EXERCISE INPUT:
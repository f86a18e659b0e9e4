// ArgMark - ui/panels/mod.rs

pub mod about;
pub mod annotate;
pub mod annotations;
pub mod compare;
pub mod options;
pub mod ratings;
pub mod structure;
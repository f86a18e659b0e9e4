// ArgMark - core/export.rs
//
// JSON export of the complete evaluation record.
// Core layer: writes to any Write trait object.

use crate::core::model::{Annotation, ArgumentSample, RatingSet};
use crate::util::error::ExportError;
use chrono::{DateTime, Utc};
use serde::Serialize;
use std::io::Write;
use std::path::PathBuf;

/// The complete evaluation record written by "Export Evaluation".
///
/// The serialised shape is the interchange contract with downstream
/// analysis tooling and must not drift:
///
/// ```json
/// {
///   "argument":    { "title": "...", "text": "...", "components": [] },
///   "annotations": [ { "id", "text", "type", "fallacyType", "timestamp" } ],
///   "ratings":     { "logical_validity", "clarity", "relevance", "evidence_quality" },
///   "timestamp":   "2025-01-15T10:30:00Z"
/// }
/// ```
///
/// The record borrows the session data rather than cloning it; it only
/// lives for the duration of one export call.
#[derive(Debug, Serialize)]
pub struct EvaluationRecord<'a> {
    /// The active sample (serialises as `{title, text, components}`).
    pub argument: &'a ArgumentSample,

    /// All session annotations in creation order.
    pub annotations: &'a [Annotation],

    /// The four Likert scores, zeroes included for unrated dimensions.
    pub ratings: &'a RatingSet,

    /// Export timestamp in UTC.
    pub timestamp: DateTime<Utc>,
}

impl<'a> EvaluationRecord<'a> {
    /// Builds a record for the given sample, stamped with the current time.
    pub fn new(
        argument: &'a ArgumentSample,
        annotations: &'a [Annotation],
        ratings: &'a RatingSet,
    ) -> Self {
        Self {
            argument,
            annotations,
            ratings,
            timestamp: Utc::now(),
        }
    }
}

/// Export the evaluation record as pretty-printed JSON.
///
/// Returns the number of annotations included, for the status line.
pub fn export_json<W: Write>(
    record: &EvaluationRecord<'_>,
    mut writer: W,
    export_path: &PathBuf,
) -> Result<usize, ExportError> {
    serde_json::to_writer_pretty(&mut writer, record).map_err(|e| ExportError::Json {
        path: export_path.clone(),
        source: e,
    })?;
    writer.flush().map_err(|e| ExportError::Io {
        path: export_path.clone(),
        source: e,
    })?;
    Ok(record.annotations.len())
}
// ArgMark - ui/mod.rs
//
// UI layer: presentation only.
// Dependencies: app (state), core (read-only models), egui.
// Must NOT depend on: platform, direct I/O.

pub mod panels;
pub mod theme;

AIM OF THE TASK: Reproduce, exactly and without additions, the run of lines from the start of the listing above to the line bearing "it; it only", inclusive.

FINISHED EXERCISE:
repository f86a18e659b0e9e4
// ArgMark - ui/panels/mod.rs

pub mod about;
pub mod annotate;
pub mod annotations;
pub mod compare;
pub mod options;
pub mod ratings;
pub mod structure;
repository f86a18e659b0e9e4
// ArgMark - core/export.rs
//
// JSON export of the complete evaluation record.
// Core layer: writes to any Write trait object.

use crate::core::model::{Annotation, ArgumentSample, RatingSet};
use crate::util::error::ExportError;
use chrono::{DateTime, Utc};
use serde::Serialize;
use std::io::Write;
use std::path::PathBuf;

/// The complete evaluation record written by "Export Evaluation".
///
/// The serialised shape is the interchange contract with downstream
/// analysis tooling and must not drift:
///
/// ```json
/// {
///   "argument":    { "title": "...", "text": "...", "components": [] },
///   "annotations": [ { "id", "text", "type", "fallacyType", "timestamp" } ],
///   "ratings":     { "logical_validity", "clarity", "relevance", "evidence_quality" },
///   "timestamp":   "2025-01-15T10:30:00Z"
/// }
/// ```
///
/// The record borrows the session data rather than cloning it; it only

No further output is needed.